====== Entries shown ======

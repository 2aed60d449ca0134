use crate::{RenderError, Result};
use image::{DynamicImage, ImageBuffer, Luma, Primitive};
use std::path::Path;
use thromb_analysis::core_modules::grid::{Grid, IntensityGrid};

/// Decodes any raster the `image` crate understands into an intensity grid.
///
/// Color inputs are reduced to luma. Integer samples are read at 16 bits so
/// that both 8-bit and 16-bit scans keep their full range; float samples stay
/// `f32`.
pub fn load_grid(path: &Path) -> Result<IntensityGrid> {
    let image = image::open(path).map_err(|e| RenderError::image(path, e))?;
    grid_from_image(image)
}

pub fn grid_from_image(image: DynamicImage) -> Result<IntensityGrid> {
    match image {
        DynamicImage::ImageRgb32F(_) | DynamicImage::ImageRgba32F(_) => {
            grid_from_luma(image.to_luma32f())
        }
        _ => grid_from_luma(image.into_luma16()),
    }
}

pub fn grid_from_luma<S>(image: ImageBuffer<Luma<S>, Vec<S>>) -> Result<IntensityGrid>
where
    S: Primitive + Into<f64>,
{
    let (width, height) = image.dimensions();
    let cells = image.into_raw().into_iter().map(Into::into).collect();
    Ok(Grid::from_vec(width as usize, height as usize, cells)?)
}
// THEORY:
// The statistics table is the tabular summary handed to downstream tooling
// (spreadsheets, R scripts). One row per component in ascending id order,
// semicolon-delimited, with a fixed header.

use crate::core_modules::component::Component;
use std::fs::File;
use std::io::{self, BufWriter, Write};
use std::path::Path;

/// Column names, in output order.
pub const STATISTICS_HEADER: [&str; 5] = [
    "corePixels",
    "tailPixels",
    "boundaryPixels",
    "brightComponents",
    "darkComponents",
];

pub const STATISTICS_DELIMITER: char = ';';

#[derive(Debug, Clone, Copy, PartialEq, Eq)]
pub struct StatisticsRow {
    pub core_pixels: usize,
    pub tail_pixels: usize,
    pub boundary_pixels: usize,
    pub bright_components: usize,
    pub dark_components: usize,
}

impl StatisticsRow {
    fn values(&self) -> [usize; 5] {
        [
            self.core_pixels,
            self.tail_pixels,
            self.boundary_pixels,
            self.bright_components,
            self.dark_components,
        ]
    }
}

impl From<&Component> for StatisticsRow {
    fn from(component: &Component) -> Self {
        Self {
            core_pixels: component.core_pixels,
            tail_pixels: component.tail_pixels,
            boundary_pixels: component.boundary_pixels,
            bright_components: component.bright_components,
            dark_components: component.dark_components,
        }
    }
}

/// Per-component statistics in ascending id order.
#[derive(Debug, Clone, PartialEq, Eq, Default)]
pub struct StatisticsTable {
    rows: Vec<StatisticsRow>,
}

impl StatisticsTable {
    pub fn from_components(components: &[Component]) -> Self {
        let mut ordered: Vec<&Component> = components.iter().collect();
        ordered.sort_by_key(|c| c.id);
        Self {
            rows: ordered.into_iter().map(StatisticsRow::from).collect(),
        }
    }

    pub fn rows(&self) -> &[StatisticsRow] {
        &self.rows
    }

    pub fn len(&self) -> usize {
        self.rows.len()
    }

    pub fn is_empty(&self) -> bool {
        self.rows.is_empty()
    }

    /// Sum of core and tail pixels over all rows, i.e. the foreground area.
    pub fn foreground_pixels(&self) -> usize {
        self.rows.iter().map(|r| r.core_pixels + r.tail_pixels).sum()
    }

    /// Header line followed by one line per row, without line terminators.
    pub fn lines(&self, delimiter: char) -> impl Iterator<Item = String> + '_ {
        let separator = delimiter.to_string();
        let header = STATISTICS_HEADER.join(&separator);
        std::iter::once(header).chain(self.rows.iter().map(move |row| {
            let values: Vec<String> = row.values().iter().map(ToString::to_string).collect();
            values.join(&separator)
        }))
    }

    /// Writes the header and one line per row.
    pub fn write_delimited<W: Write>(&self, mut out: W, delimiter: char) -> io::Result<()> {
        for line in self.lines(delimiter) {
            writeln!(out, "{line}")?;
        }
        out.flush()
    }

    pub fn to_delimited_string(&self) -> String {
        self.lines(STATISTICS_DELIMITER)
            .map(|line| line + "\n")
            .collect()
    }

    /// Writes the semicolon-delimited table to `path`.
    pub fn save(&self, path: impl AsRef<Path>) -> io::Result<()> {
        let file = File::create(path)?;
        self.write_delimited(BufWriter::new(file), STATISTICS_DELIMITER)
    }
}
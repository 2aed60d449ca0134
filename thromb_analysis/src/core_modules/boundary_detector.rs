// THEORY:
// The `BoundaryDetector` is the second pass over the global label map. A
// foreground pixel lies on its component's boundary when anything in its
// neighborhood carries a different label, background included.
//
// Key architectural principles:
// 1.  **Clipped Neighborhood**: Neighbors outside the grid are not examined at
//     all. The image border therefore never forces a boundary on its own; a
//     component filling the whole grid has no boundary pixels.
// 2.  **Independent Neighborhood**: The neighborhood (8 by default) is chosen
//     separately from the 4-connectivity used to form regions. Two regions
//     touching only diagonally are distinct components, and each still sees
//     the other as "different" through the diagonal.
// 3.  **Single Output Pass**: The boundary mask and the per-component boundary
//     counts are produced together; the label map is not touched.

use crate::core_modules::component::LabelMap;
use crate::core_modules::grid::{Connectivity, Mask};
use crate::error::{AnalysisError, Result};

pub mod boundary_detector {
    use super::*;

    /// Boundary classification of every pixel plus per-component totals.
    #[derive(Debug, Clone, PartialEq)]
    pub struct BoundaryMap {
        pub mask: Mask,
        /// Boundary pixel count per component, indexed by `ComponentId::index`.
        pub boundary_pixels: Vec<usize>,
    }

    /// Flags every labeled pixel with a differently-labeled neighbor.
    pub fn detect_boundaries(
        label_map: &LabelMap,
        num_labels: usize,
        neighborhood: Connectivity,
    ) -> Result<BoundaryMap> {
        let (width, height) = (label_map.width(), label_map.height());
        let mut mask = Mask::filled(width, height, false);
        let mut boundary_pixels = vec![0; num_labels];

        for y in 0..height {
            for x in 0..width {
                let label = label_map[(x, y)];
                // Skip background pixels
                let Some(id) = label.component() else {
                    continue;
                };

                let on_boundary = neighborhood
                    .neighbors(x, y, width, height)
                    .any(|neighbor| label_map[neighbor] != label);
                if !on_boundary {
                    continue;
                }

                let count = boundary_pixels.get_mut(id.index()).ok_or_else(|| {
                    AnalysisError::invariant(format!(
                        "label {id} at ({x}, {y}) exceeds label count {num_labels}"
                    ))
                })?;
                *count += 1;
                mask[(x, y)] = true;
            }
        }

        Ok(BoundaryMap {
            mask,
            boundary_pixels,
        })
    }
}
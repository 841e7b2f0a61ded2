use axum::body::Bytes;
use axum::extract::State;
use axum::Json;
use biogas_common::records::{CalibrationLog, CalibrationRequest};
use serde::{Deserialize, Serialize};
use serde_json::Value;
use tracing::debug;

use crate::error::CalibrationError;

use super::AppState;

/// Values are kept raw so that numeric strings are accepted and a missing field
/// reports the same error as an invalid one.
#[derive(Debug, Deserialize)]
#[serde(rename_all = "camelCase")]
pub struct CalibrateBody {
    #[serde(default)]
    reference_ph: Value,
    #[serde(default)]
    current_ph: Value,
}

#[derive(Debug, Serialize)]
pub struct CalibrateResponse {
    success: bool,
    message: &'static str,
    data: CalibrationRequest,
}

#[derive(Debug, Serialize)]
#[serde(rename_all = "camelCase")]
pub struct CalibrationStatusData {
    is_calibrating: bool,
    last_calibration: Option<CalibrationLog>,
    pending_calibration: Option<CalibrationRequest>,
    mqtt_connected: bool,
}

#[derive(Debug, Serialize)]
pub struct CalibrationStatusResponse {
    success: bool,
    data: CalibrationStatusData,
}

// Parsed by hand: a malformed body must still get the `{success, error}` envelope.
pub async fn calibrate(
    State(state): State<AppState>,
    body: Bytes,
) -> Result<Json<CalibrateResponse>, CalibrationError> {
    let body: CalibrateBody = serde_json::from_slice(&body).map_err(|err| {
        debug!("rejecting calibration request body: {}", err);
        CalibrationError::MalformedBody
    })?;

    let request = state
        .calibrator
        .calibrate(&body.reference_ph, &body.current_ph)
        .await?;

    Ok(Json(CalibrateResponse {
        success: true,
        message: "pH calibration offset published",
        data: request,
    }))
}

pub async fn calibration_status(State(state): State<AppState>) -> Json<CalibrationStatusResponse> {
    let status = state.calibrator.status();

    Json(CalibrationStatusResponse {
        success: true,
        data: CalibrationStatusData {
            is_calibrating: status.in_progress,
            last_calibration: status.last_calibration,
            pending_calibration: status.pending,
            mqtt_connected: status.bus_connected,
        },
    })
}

======
====== Entries shown ======

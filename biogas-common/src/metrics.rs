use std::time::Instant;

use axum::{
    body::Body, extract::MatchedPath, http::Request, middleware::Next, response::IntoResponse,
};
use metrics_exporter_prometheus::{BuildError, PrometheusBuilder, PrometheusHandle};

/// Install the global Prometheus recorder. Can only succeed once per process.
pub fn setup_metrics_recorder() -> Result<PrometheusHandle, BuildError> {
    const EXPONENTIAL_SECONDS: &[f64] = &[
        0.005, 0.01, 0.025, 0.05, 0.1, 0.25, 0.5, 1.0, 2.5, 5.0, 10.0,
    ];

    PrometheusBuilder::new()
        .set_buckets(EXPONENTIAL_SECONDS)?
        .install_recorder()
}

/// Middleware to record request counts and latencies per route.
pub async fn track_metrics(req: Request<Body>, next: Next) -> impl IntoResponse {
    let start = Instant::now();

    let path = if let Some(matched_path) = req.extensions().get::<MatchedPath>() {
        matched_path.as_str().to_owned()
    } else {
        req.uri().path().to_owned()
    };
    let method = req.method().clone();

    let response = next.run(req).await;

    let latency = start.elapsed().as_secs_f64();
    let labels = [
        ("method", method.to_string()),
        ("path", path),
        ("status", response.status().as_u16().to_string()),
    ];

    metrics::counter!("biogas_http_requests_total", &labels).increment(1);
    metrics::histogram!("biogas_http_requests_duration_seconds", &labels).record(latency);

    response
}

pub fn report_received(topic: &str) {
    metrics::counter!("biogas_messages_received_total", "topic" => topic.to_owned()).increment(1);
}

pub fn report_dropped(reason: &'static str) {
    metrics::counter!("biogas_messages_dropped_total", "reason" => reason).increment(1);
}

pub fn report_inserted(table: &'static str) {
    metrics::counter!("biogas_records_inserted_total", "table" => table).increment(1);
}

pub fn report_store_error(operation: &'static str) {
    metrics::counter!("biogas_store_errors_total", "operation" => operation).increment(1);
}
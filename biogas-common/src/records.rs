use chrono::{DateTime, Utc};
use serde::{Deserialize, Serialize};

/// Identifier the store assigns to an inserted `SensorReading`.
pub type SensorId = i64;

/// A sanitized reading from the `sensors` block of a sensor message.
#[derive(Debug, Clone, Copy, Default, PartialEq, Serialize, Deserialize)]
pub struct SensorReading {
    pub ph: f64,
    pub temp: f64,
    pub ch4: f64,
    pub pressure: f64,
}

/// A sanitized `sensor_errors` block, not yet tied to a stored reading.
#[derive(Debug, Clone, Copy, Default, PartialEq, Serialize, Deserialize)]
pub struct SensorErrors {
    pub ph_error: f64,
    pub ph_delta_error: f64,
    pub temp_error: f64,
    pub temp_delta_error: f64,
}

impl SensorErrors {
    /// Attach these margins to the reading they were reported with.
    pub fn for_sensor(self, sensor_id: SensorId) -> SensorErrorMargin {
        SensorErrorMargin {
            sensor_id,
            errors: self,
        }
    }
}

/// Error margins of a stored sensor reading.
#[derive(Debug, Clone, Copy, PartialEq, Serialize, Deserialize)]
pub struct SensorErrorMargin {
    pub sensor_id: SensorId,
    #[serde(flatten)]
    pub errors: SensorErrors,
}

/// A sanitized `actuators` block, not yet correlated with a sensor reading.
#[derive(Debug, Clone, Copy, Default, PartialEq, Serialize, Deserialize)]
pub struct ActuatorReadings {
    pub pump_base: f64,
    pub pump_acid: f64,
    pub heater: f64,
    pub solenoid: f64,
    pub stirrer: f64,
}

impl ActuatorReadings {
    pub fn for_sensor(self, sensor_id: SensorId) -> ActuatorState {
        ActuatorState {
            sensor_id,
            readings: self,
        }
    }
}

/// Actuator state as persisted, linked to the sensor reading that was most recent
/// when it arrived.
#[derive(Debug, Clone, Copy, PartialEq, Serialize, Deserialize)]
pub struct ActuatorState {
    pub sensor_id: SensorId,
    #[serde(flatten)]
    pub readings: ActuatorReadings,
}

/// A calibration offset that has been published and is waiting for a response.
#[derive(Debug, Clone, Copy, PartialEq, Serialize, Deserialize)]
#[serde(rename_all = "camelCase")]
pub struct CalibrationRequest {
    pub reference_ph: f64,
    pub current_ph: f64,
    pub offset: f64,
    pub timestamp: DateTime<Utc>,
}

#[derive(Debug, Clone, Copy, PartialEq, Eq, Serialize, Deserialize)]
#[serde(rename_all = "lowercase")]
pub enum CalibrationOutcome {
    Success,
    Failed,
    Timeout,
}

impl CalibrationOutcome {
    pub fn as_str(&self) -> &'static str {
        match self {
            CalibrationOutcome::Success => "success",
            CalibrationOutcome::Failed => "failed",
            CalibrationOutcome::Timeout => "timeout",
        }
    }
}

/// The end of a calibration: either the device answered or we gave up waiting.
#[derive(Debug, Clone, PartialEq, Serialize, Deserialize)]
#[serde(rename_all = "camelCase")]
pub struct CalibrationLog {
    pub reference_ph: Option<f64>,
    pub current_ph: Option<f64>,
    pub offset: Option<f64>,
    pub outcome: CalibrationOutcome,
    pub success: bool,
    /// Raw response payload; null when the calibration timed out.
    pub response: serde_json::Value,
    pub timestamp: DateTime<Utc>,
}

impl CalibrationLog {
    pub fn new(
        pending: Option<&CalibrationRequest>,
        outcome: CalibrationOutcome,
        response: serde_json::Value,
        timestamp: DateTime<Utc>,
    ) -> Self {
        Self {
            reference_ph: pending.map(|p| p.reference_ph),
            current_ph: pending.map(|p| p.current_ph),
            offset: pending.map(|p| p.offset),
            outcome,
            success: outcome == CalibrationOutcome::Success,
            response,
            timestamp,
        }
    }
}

======

What you should do: Please report all lines in the entries where "when" appears.

Answer to the problem:
// foreground pixel lies on its component's boundary when anything in its
/// when it arrived.
    /// Raw response payload; null when the calibration timed out.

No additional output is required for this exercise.